第二十七話 ~国境山脈~

《第二十七話 ~国境山脈~》


 儀式とやらを終え町に帰ると、ミニャを寝かせ父親と共に町長宅へ向かう。


 一足先に司祭と呼ばれていた男を担いでカルーアが到着しており、横にはげっそりとした家主が入口の前に立っていた。


 帰路の途中でトウとキビが纏めた情報によると、この儀式は数年前から行われていた事。発端は勇聖教だという事。決定したのは町長だという事……そうした事を町長の口からも聞き出す。


(なるほど……)

 出された茶に口も付けず、ゆっくり頷くとこれからの事を思案する。


「仕方が無かったのです……先の大戦で若者はその大半が戦死。残された者も働き手として今は……」

 そう言って部屋の片隅に置かれた檻へ視線を移す。


 人一人がやっと入れそうな小さな牢屋は、トウとキビが二人で設置した物だ。

 本当に不足は無いようで、こんな時でも無ければ一体何に使う気だったのか疑問が残る。

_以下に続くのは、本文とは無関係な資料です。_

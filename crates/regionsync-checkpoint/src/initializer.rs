//! Resumable bulk copy of one table from one source region.
//!
//! The row copy itself belongs to the streaming engine and is reached
//! through [`TableCopier`]. This module only sequences it against the
//! checkpoint: NOT_START is durable before the first batch is requested,
//! each batch advances IN_PROGRESS, and the run ends in COMPLETE or ERROR.

use async_trait::async_trait;
use thiserror::Error;
use tracing::{info, warn};

use regionsync_core::RegionId;
use regionsync_state::TableMetadata;

use crate::error::{CheckpointError, CheckpointResult};
use crate::resume::{DropReason, ResumeDecision};
use crate::store::{CheckpointStore, InitCheckpoint};

/// One batch of copied rows.
#[derive(Debug, Clone, PartialEq, Eq)]
pub struct CopiedBatch {
    pub rows: u64,
    /// Primary key of the last row copied; the next batch starts after it.
    pub last_key: Vec<u8>,
}

#[derive(Debug, Error)]
#[error("{0}")]
pub struct CopyError(pub String);

#[async_trait]
pub trait TableCopier: Send + Sync {
    /// Copy the next batch of `table` after `after` (from the start when
    /// `None`). `Ok(None)` means the table is fully copied.
    async fn copy_batch(
        &self,
        table: &str,
        after: Option<&[u8]>,
    ) -> Result<Option<CopiedBatch>, CopyError>;
}

#[derive(Debug, Clone, PartialEq, Eq)]
pub enum InitOutcome {
    Completed { rows: u64, resumed: bool },
    /// A COMPLETE checkpoint was already present.
    AlreadyComplete,
    /// The stale checkpoint was dropped and the table needs no copy.
    Abandoned(DropReason),
    /// Shutdown stopped the copy between batches; the checkpoint stays
    /// IN_PROGRESS for the next run.
    Interrupted { rows: u64 },
}

pub struct TableInitializer<'a> {
    checkpoints: &'a CheckpointStore,
    copier: &'a dyn TableCopier,
}

impl<'a> TableInitializer<'a> {
    pub fn new(checkpoints: &'a CheckpointStore, copier: &'a dyn TableCopier) -> Self {
        Self {
            checkpoints,
            copier,
        }
    }

    /// Copy `table` from `source`, resuming from an existing checkpoint
    /// when one still applies.
    pub async fn run(
        &self,
        source: &str,
        source_id: RegionId,
        table: &TableMetadata,
        remote_table_id: u64,
    ) -> CheckpointResult<InitOutcome> {
        let decision = self
            .checkpoints
            .evaluate_resume(source, &table.name, Some(source_id))
            .await?;

        let (mut checkpoint, resumed) = match decision {
            ResumeDecision::Skip => return Ok(InitOutcome::AlreadyComplete),
            ResumeDecision::Drop(reason @ (DropReason::TableGone | DropReason::SourceRemoved)) => {
                return Ok(InitOutcome::Abandoned(reason));
            }
            ResumeDecision::Resume { position } => {
                let mut checkpoint = InitCheckpoint::not_started(source, table, remote_table_id);
                if let Some(position) = position {
                    checkpoint.advance(position);
                }
                (checkpoint, true)
            }
            ResumeDecision::Fresh | ResumeDecision::Drop(DropReason::TableRecreated { .. }) => {
                let checkpoint = InitCheckpoint::not_started(source, table, remote_table_id);
                self.checkpoints.write(&checkpoint).await?;
                (checkpoint, false)
            }
        };

        info!(%source, table = %table.name, resumed, "table initialization started");
        let mut shutdown = self.checkpoints.shutdown().clone();
        let mut rows = 0u64;

        loop {
            if shutdown.is_triggered() {
                info!(%source, table = %table.name, rows, "table initialization interrupted");
                return Ok(InitOutcome::Interrupted { rows });
            }

            let after = checkpoint.resume_position.clone();
            let batch = tokio::select! {
                batch = self.copier.copy_batch(&table.name, after.as_deref()) => batch,
                _ = shutdown.triggered() => {
                    return Ok(InitOutcome::Interrupted { rows });
                }
            };

            match batch {
                Ok(Some(batch)) => {
                    rows += batch.rows;
                    checkpoint.advance(batch.last_key);
                    self.checkpoints.write(&checkpoint).await?;
                }
                Ok(None) => {
                    checkpoint.complete();
                    self.checkpoints.write(&checkpoint).await?;
                    info!(%source, table = %table.name, rows, resumed, "table initialization complete");
                    return Ok(InitOutcome::Completed { rows, resumed });
                }
                Err(e) => {
                    warn!(%source, table = %table.name, error = %e, "table copy failed");
                    checkpoint.fail(&e.0);
                    self.checkpoints.write(&checkpoint).await?;
                    return Err(CheckpointError::Copy {
                        table: table.name.clone(),
                        message: e.0,
                    });
                }
            }
        }
    }
}

#[cfg(test)]
mod tests {
    use super::*;
    use std::sync::Mutex;

    use regionsync_core::Shutdown;
    use regionsync_state::{CheckpointState, StateStore, checkpoint_key};

    use crate::retry::RetryPolicy;

    /// Serves `total` rows in batches of `batch`; records what it observed
    /// in the store when each batch was requested.
    struct FakeCopier {
        store: StateStore,
        total: u64,
        batch: u64,
        fail_at: Option<u64>,
        seen: Mutex<Vec<(Option<u64>, Option<CheckpointState>)>>,
    }

    impl FakeCopier {
        fn new(store: &StateStore, total: u64, batch: u64) -> Self {
            Self {
                store: store.clone(),
                total,
                batch,
                fail_at: None,
                seen: Mutex::new(Vec::new()),
            }
        }
    }

    fn decode_key(key: &[u8]) -> u64 {
        u64::from_be_bytes(key.try_into().unwrap())
    }

    #[async_trait]
    impl TableCopier for FakeCopier {
        async fn copy_batch(
            &self,
            table: &str,
            after: Option<&[u8]>,
        ) -> Result<Option<CopiedBatch>, CopyError> {
            let start = after.map(decode_key).unwrap_or(0);
            let state = self
                .store
                .get_checkpoint(&checkpoint_key("agent-0-of-1", "eu-west", table))
                .unwrap()
                .map(|c| c.state);
            self.seen.lock().unwrap().push((after.map(decode_key), state));

            if self.fail_at == Some(start) {
                return Err(CopyError("source unreachable".into()));
            }
            if start >= self.total {
                return Ok(None);
            }
            let end = (start + self.batch).min(self.total);
            Ok(Some(CopiedBatch {
                rows: end - start,
                last_key: end.to_be_bytes().to_vec(),
            }))
        }
    }

    fn setup() -> (StateStore, CheckpointStore, TableMetadata) {
        let store = StateStore::open_in_memory().unwrap();
        let table = TableMetadata::new("orders", 11, [2]);
        store.put_table(&table).unwrap();
        let ckpts = CheckpointStore::new(
            store.clone(),
            "agent-0-of-1",
            "us-east",
            RetryPolicy::default(),
            Shutdown::never(),
        );
        (store, ckpts, table)
    }

    #[tokio::test]
    async fn not_start_written_before_first_batch() {
        let (store, ckpts, table) = setup();
        let copier = FakeCopier::new(&store, 25, 10);
        let outcome = TableInitializer::new(&ckpts, &copier)
            .run("eu-west", 2, &table, 91)
            .await
            .unwrap();
        assert_eq!(outcome, InitOutcome::Completed { rows: 25, resumed: false });

        let seen = copier.seen.lock().unwrap().clone();
        assert_eq!(seen[0], (None, Some(CheckpointState::NotStart)));
        assert_eq!(seen[1], (Some(10), Some(CheckpointState::InProgress)));
        assert_eq!(seen.len(), 4);

        let done = ckpts.read("eu-west", "orders").await.unwrap().unwrap();
        assert_eq!(done.state, CheckpointState::Complete);
    }

    #[tokio::test]
    async fn failure_records_error_then_resumes() {
        let (store, ckpts, table) = setup();
        let mut copier = FakeCopier::new(&store, 30, 10);
        copier.fail_at = Some(20);
        let err = TableInitializer::new(&ckpts, &copier)
            .run("eu-west", 2, &table, 91)
            .await
            .unwrap_err();
        assert!(matches!(err, CheckpointError::Copy { .. }));
        let failed = ckpts.read("eu-west", "orders").await.unwrap().unwrap();
        assert_eq!(failed.state, CheckpointState::Error);
        assert_eq!(failed.message.as_deref(), Some("source unreachable"));

        // A restart resumes at row 20 instead of starting over.
        let copier = FakeCopier::new(&store, 30, 10);
        let outcome = TableInitializer::new(&ckpts, &copier)
            .run("eu-west", 2, &table, 91)
            .await
            .unwrap();
        assert_eq!(outcome, InitOutcome::Completed { rows: 10, resumed: true });
        assert_eq!(copier.seen.lock().unwrap()[0].0, Some(20));
    }

    #[tokio::test]
    async fn recreated_table_restarts_from_scratch() {
        let (store, ckpts, table) = setup();
        let mut ckpt = InitCheckpoint::not_started("eu-west", &table, 91);
        ckpt.advance(15u64.to_be_bytes().to_vec());
        ckpts.write(&ckpt).await.unwrap();

        let recreated = TableMetadata::new("orders", 12, [2]);
        store.put_table(&recreated).unwrap();
        let copier = FakeCopier::new(&store, 20, 10);
        let outcome = TableInitializer::new(&ckpts, &copier)
            .run("eu-west", 2, &recreated, 95)
            .await
            .unwrap();
        assert_eq!(outcome, InitOutcome::Completed { rows: 20, resumed: false });
        assert_eq!(copier.seen.lock().unwrap()[0], (None, Some(CheckpointState::NotStart)));
    }

    #[tokio::test]
    async fn completed_checkpoint_skips_copy() {
        let (store, ckpts, table) = setup();
        let mut ckpt = InitCheckpoint::not_started("eu-west", &table, 91);
        ckpt.complete();
        ckpts.write(&ckpt).await.unwrap();

        let copier = FakeCopier::new(&store, 20, 10);
        let outcome = TableInitializer::new(&ckpts, &copier)
            .run("eu-west", 2, &table, 91)
            .await
            .unwrap();
        assert_eq!(outcome, InitOutcome::AlreadyComplete);
        assert!(copier.seen.lock().unwrap().is_empty());
    }

    #[tokio::test]
    async fn removed_source_abandons() {
        let (store, ckpts, table) = setup();
        ckpts
            .write(&InitCheckpoint::not_started("eu-west", &table, 91))
            .await
            .unwrap();
        store.put_table(&TableMetadata::new("orders", 11, [3])).unwrap();

        let copier = FakeCopier::new(&store, 20, 10);
        let outcome = TableInitializer::new(&ckpts, &copier)
            .run("eu-west", 2, &table, 91)
            .await
            .unwrap();
        assert_eq!(outcome, InitOutcome::Abandoned(DropReason::SourceRemoved));
        assert!(ckpts.read("eu-west", "orders").await.unwrap().is_none());
    }

    #[tokio::test]
    async fn shutdown_leaves_checkpoint_resumable() {
        let (store, _, table) = setup();
        let (trigger, shutdown) = regionsync_core::shutdown_channel();
        let ckpts = CheckpointStore::new(
            store.clone(),
            "agent-0-of-1",
            "us-east",
            RetryPolicy::default(),
            shutdown,
        );
        let mut ckpt = InitCheckpoint::not_started("eu-west", &table, 91);
        ckpt.advance(10u64.to_be_bytes().to_vec());
        ckpts.write(&ckpt).await.unwrap();

        trigger.trigger();
        let copier = FakeCopier::new(&store, 20, 10);
        let err = TableInitializer::new(&ckpts, &copier)
            .run("eu-west", 2, &table, 91)
            .await
            .unwrap_err();
        assert!(err.is_cancelled());
        let kept = store
            .get_checkpoint(&checkpoint_key("agent-0-of-1", "eu-west", "orders"))
            .unwrap()
            .unwrap();
        assert_eq!(kept.state, CheckpointState::InProgress);
    }
}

 獣人の外見にはあまり詳しく無いが、話の内容からミニャの両親もそれなりの年齢なのだろうか……。


(それで、こいつ等の拠点は?)

 色々と同情出来る部分も有るには有るが、今となってはそれこそどうでも良い。


 食糧事情や勇聖教の甘言、多数の戦死者や他者に頼れない苦悩……何度考えてみても選択を誤ったなとしか思えなかった。


「ここから更に北西……国境を隔てる山脈の中腹に御座いますじゃ」

 町長の言葉にじろりとカルーアを睨み付ける。


「し、仕方ないでしょ。私達だって国境付近の事はあまり干渉出来無いのよ!」

 出来る出来ないの話では無い。入り込まれてる事が問題なのだと言いたかったが、大人なのでそれ以上の追求は止めておいた。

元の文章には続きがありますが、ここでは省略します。